Wu considera o atentado em Atlanta o mais forte contra a população asiático-americana dos últimos anos. Segundo a polícia, o suspeito não alega motivação racista, mas o imigrante chinês diz que é preciso chamar as coisas pelo nome.

“Ele [assassino] é parte de um quadro maior de supremacia branca, racismo, sexismo, anti-imigrante. Ele escolheu como alvo propriedades de asiáticos. Não importa o que ele diga, são assassinatos motivados por raça e gênero.”

Para Wu, a Covid-19 e o discurso de ódio contra a China promovido pelo ex-presidente Donald Trump alimentaram as mais recentes agressões, mas não as explicam completamente.

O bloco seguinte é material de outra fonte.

//! The bulk import state machine.
//!
//! ```text
//! Idle -> Uploading -> Previewing -> Importing -> Done
//!   ^         |            |  ^          |
//!   +--fail---+            |  +---fail---+
//!   +-------cancel---------+
//! ```
//!
//! Network calls happen outside: the component calls `begin_*`, runs the
//! request on the event loop, then hands the result to `finish_*`. Because the
//! flow only moves forward from the phase each step expects, a second upload or
//! commit cannot start while one is in flight.

use std::fmt;

use log::{debug, info, warn};
use thiserror::Error;

use crate::api::ApiError;
use crate::model::entity::{ImportEntity, RowKind};
use crate::model::preview::PreviewRow;
use crate::model::responses::{ConfirmPayload, ConfirmResponse, UploadResponse};
use crate::model::row_error::RowError;

pub mod drop_target;
pub mod notice;
pub mod table;
pub mod upload;

use upload::FileInfo;

#[derive(Debug, Clone, Copy, PartialEq, Eq)]
pub enum FlowPhase {
    Idle,
    Uploading,
    Previewing,
    Importing,
    Done,
}

impl fmt::Display for FlowPhase {
    fn fmt(&self, f: &mut fmt::Formatter<'_>) -> fmt::Result {
        let name = match self {
            FlowPhase::Idle => "idle",
            FlowPhase::Uploading => "uploading",
            FlowPhase::Previewing => "previewing",
            FlowPhase::Importing => "importing",
            FlowPhase::Done => "done",
        };
        f.write_str(name)
    }
}

#[derive(Debug, Clone, PartialEq, Eq, Error)]
pub enum FlowError {
    #[error("{name} is not a CSV file")]
    RejectedFileType { name: String },
    #[error("only one file can be uploaded at a time ({count} selected)")]
    TooManyFiles { count: usize },
    #[error("no file selected")]
    NoFile,
    #[error("upload failed: {0}")]
    UploadFailed(ApiError),
    #[error("import failed: {0}")]
    CommitFailed(ApiError),
    #[error("nothing to import")]
    NothingToImport,
    #[error("cannot {action} while {phase}")]
    InvalidTransition {
        action: &'static str,
        phase: FlowPhase,
    },
}

/// Rows and errors from the latest successful upload.
#[derive(Debug, Clone, PartialEq)]
pub struct Preview {
    kind: RowKind,
    rows: Vec<PreviewRow>,
    errors: Vec<RowError>,
}

impl Preview {
    pub fn new(kind: RowKind, rows: Vec<PreviewRow>, errors: Vec<RowError>) -> Self {
        Self { kind, rows, errors }
    }

    pub fn kind(&self) -> RowKind {
        self.kind
    }

    pub fn rows(&self) -> &[PreviewRow] {
        &self.rows
    }

    pub fn errors(&self) -> &[RowError] {
        &self.errors
    }

    pub fn has_errors(&self) -> bool {
        !self.errors.is_empty()
    }
}

/// Result of a successful upload call.
#[derive(Debug, Clone, Copy, PartialEq, Eq)]
pub enum UploadOutcome {
    /// Every row passed validation.
    Clean { rows: usize },
    /// The server reported row errors; the preview is shown anyway.
    NeedsAttention { rows: usize, errors: usize },
    /// The file held no data rows and no errors; the flow went back to idle.
    Empty,
}

/// Outcome of a successful commit.
#[derive(Debug, Clone, Copy, PartialEq, Eq)]
pub struct ImportResult {
    pub imported: u64,
}

/// One instance of the upload → preview → confirm flow.
#[derive(Debug, Clone, PartialEq)]
pub struct ImportFlow {
    entity: ImportEntity,
    phase: FlowPhase,
    preview: Option<Preview>,
}

impl ImportFlow {
    pub fn new(entity: ImportEntity) -> Self {
        Self {
            entity,
            phase: FlowPhase::Idle,
            preview: None,
        }
    }

    pub fn entity(&self) -> ImportEntity {
        self.entity
    }

    pub fn phase(&self) -> FlowPhase {
        self.phase
    }

    pub fn preview(&self) -> Option<&Preview> {
        self.preview.as_ref()
    }

    /// True while a request is in flight.
    pub fn is_busy(&self) -> bool {
        matches!(self.phase, FlowPhase::Uploading | FlowPhase::Importing)
    }

    fn expect_phase(&self, expected: FlowPhase, action: &'static str) -> Result<(), FlowError> {
        if self.phase == expected {
            Ok(())
        } else {
            warn!("{} import: rejected {} while {}", self.entity.plural(), action, self.phase);
            Err(FlowError::InvalidTransition {
                action,
                phase: self.phase,
            })
        }
    }

    /// Accepts `file` for upload. On success the caller must send it and pass
    /// the response to [`ImportFlow::finish_upload`].
    pub fn begin_upload(&mut self, file: FileInfo<'_>) -> Result<(), FlowError> {
        self.expect_phase(FlowPhase::Idle, "upload")?;
        if let Err(err) = upload::check_file(file) {
            debug!("{} import: {}", self.entity.plural(), err);
            return Err(err);
        }
        self.preview = None;
        self.phase = FlowPhase::Uploading;
        debug!("{} import: uploading {}", self.entity.plural(), file.name);
        Ok(())
    }

    pub fn finish_upload(
        &mut self,
        result: Result<UploadResponse, ApiError>,
    ) -> Result<UploadOutcome, FlowError> {
        self.expect_phase(FlowPhase::Uploading, "finish upload")?;
        let response = match result {
            Ok(response) => response,
            Err(err) => {
                warn!("{} import: upload failed: {}", self.entity.plural(), err);
                self.phase = FlowPhase::Idle;
                return Err(FlowError::UploadFailed(err));
            }
        };

        if response.preview.is_empty() && response.errors.is_empty() {
            info!("{} import: upload returned no rows", self.entity.plural());
            self.phase = FlowPhase::Idle;
            return Ok(UploadOutcome::Empty);
        }

        let rows = response.preview.len();
        let errors = response.errors.len();
        self.preview = Some(Preview::new(
            self.entity.row_kind(),
            response.preview,
            response.errors,
        ));
        self.phase = FlowPhase::Previewing;
        info!(
            "{} import: previewing {} rows with {} errors",
            self.entity.plural(),
            rows,
            errors
        );

        Ok(if errors == 0 {
            UploadOutcome::Clean { rows }
        } else {
            UploadOutcome::NeedsAttention { rows, errors }
        })
    }

    /// Drops the preview and returns to the uploader.
    pub fn cancel(&mut self) -> Result<(), FlowError> {
        self.expect_phase(FlowPhase::Previewing, "cancel")?;
        self.preview = None;
        self.phase = FlowPhase::Idle;
        debug!("{} import: preview discarded", self.entity.plural());
        Ok(())
    }

    /// Builds the confirm body from every previewed row, including rows the
    /// server flagged. The preview is kept until the commit resolves.
    ///
    /// A preview that only carries errors has nothing to send and stays put.
    pub fn begin_confirm(&mut self) -> Result<ConfirmPayload, FlowError> {
        self.expect_phase(FlowPhase::Previewing, "confirm")?;
        let Some(preview) = self.preview.as_ref() else {
            return Err(FlowError::InvalidTransition {
                action: "confirm",
                phase: self.phase,
            });
        };
        if preview.rows.is_empty() {
            debug!("{} import: refusing to confirm an empty preview", self.entity.plural());
            return Err(FlowError::NothingToImport);
        }
        let policy = self.entity.field_policy();
        let rows = preview.rows.iter().map(|row| row.shaped(policy)).collect();
        self.phase = FlowPhase::Importing;
        debug!(
            "{} import: confirming {} rows ({} flagged errors)",
            self.entity.plural(),
            preview.rows.len(),
            preview.errors.len()
        );
        Ok(ConfirmPayload {
            entity: self.entity,
            rows,
        })
    }

    pub fn finish_confirm(
        &mut self,
        result: Result<ConfirmResponse, ApiError>,
    ) -> Result<ImportResult, FlowError> {
        self.expect_phase(FlowPhase::Importing, "finish confirm")?;
        match result {
            Ok(response) => {
                self.preview = None;
                self.phase = FlowPhase::Done;
                info!("{} import: {} records created", self.entity.plural(), response.imported);
                Ok(ImportResult {
                    imported: response.imported,
                })
            }
            Err(err) => {
                warn!("{} import: commit failed: {}", self.entity.plural(), err);
                self.phase = FlowPhase::Previewing;
                Err(FlowError::CommitFailed(err))
            }
        }
    }
}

“A história americana é enraizada na exploração e na violência contra pessoas não brancas”, diz Wu. “Não acho que Trump foi a causa, acho que ele é o megafone e o interruptor de luz. O ódio e o racismo sempre estiveram lá.”

Trump culpou a China pela pandemia, apelidou o coronavírus de “vírus chinês” e intensificou a retórica anti-Pequim –esta também abraçada por Joe Biden.

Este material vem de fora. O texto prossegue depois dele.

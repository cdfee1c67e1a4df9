use serde::{Deserialize, Serialize};
use serde_json::{Map, Value};

use super::entity::FieldPolicy;

/// Placeholder shown for cells that are missing or empty.
pub const EMPTY_CELL: &str = "-";

/// One normalized CSV record as returned by the upload endpoint.
///
/// Column order is the order the server sent the keys in and is kept for
/// display. Values stay as raw JSON so that what is sent back on confirm is
/// exactly what was received.
#[derive(Debug, Clone, PartialEq, Default, Serialize, Deserialize)]
#[serde(transparent)]
pub struct PreviewRow(Map<String, Value>);

impl PreviewRow {
    pub fn new() -> Self {
        Self(Map::new())
    }

    pub fn columns(&self) -> impl Iterator<Item = &str> {
        self.0.keys().map(String::as_str)
    }

    pub fn has_column(&self, column: &str) -> bool {
        self.0.contains_key(column)
    }

    pub fn get(&self, column: &str) -> Option<&Value> {
        self.0.get(column)
    }

    pub fn len(&self) -> usize {
        self.0.len()
    }

    pub fn is_empty(&self) -> bool {
        self.0.is_empty()
    }

    /// Text rendered in the preview table for `column`.
    pub fn display_value(&self, column: &str) -> String {
        match self.0.get(column) {
            None | Some(Value::Null) => EMPTY_CELL.to_string(),
            Some(Value::String(s)) if s.is_empty() => EMPTY_CELL.to_string(),
            Some(Value::String(s)) => s.clone(),
            Some(other) => other.to_string(),
        }
    }

    /// Copy of the row restricted to what `policy` forwards on confirm.
    pub fn shaped(&self, policy: FieldPolicy) -> PreviewRow {
        match policy {
            FieldPolicy::PassThrough => self.clone(),
            FieldPolicy::AllowList(fields) => fields
                .iter()
                .filter_map(|field| {
                    self.0
                        .get(*field)
                        .map(|value| (field.to_string(), value.clone()))
                })
                .collect(),
        }
    }
}

impl From<Map<String, Value>> for PreviewRow {
    fn from(map: Map<String, Value>) -> Self {
        Self(map)
    }
}

impl FromIterator<(String, Value)> for PreviewRow {
    fn from_iter<I: IntoIterator<Item = (String, Value)>>(iter: I) -> Self {
        Self(iter.into_iter().collect())
    }
}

“Há essa confusão entre a China, país estrangeiro com quem os EUA têm rivalidade política e econômica, e pessoas que vivem nos EUA e se parecem comigo, não importa de onde elas sejam”, afirma Wu. “Todo asiático-americano que conheço é chamado de forma errada aqui. Você é chinês e alguém te chama de ‘japa’. Aos olhos deles [americanos], somos todos o mesmo amontoado de gente.”

Esse tipo de xingamento ou assédio verbal representa 68,1% das denúncias de agressão contra asiáticos-americanos nos EUA, ainda de acordo com o Stop AAPI Hate. Outros 20,5% dizem que são ignorados de forma deliberada e 11,1% afirmam ter sofrido agressão física. Os números, no entanto, representam apenas uma fração das ocorrências, já que muitas das vítimas não reportam os crimes.

Além disso, dizem especialistas, comprovar motivação racista pode ser particularmente difícil em ataques contra asiáticos, pois não existe um símbolo específico ou um protótipo fácil de reconhecer contra eles. Mesmo Wu admite que, muitas vezes, não reporta as agressões que sofre.

Como dono de restaurante, diz que trabalha no limite da dinâmica com o cliente e se reconhece como privilegiado em comparação a imigrantes que vêm da Ásia já adultos, sem saber falar inglês e, muitas vezes, sem documento. Wu nasceu na cidade chinesa de Wuxi e morou em Xangai e Pequim antes de se mudar para os EUA.

As agressões sofridas por ele e tantos outros têm se espalhado pelos 50 estados americanos e a capital Washington no último ano. Wu lamenta o cenário sombrio, mas diz que mudanças efetivas só vão acontecer se o mito da minoria modelo acabar. “Temos que assumir o controle da nossa narrativa”, diz. Nem todos pensamos da mesma maneira, temos a mesma religião ou os mesmos sucessos. Temos que entender isso e rejeitar os rótulos que nos dão.”